L’entraîneur de la sélection française de basket-ball, Vincent Collet. Petras Malukas/AFP
Le cadet des frères Pietrus fait seulement partie d’une seconde liste de six remplaçants, sur laquelle figure également Evan Fournier, et qui n’ont qu’une infime chance de participer au tournoi olympique (28 juillet-12 août).
Yakhouba Diawara, qui réalise une belle saison en Italie avec Varèse mais qui n’était plus apparu en équipe de France depuis 2008, fait en revanche partie des dix-huit appelés mercredi à commencer la préparation à partir du 11 juin, pour ceux qui auront fini leur saison avec leurs clubs respectifs.
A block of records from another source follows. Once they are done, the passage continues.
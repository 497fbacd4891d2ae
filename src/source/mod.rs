//! Snapshot fetching.
//!
//! This module provides a trait-based abstraction over where metrics
//! snapshots come from. The dashboard normally polls the pipeline's HTTP
//! endpoint; a file-backed fetcher replays a captured response.

mod error;
mod file;
mod http;

pub use error::FetchError;
pub use file::FileFetcher;
pub use http::{HttpFetcher, METRICS_PATH};

use std::fmt::Debug;

use async_trait::async_trait;

use crate::data::MetricsSnapshot;

/// Produces one metrics snapshot per call.
///
/// Implementations issue exactly one request (or read) per call, never
/// retry, and never touch shared state. A call either yields a complete
/// snapshot or fails as a whole.
///
/// # Example
///
/// ```no_run
/// use joinwatch::{HttpFetcher, SnapshotFetcher};
///
/// # tokio_test::block_on(async {
/// let fetcher = HttpFetcher::new("http://localhost:8080");
/// match fetcher.fetch().await {
///     Ok(snapshot) => println!("{} partitions", snapshot.join_watermarks.len()),
///     Err(e) => eprintln!("fetch failed: {}", e),
/// }
/// # });
/// ```
#[async_trait]
pub trait SnapshotFetcher: Send + Sync + Debug {
    /// Fetch and decode the current snapshot.
    async fn fetch(&self) -> Result<MetricsSnapshot, FetchError>;

    /// Returns a human-readable description of the source.
    ///
    /// Used in log entries and the TUI status bar.
    fn description(&self) -> &str;
}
Pour le reste, c’est du grand classique avec les douze médaillés d’argent à l’Euro 2011 en Lituanie et, outre Diawara, cinq joueurs qui auront tous une carte à jouer en vue des JO, que ce soit Rodrigue Beaubois, Yannick Bokolo et Fabien Causeur à l’arrière ou Ronny Turiaf et Ian Mahinmi à l’intérieur.
Sur les 18 joueurs, 8 jouent en NBA, 2 en Espagne, 2 en Russie, 1 en Italie et 5 dans le championnat de France. Cette liste devra être ramenée à 12 joueurs, début juillet, pour le tournoi olympique où les Bleus vont retrouver les États-Unis, l’Argentine, la Tunisie et deux qualifiés au premier tour.
Sept joueurs paraissent incontournables, à commencer évidemment par Tony Parker, 30 ans le 17 mai, mais aussi Boris Diaw, Nicolas Batum, Joakim Noah, Mickaël Gelabale, Nando De Colo et Florent Pietrus. Derrière, tout est ouvert et les places seront très chères.
La concurrence est terrible notamment sur le poste de pivot où la France n’avait encore jamais connu autant de richesses. Derrière le titulaire Noah, ils sont quatre pour deux places avec Kevin Séraphin, qui a brillé ces dernières semaines à Washington, Turiaf, pilier de l’équipe de France mais blessé pendant l’Euro, Mahinmi et Ali Traoré, auteur d’une excellente saison en Russie.
Sur les postes de meneur et d’arrière, Collet va également au-devant d’un sacré casse-tête avec des joueurs comme Beaubois, Bokolo, Causeur, Andrew Albicy et Steed Tchicamboud qui se battront pour deux ou trois places.
Mickaël Pietrus devra donc compter, lui, sur une avalanche de blessures pour encore espérer s’immiscer dans la lutte, malgré un rendement très intéressant avec les Boston Celtics en NBA en ce moment.
Le frère cadet de Florent paye sans doute le fait de n’avoir plus joué en équipe de France depuis le Mondial 2006 et de représenter un risque, celui de venir bousculer l’équilibre et la hiérarchie d’un groupe plus que séduisant.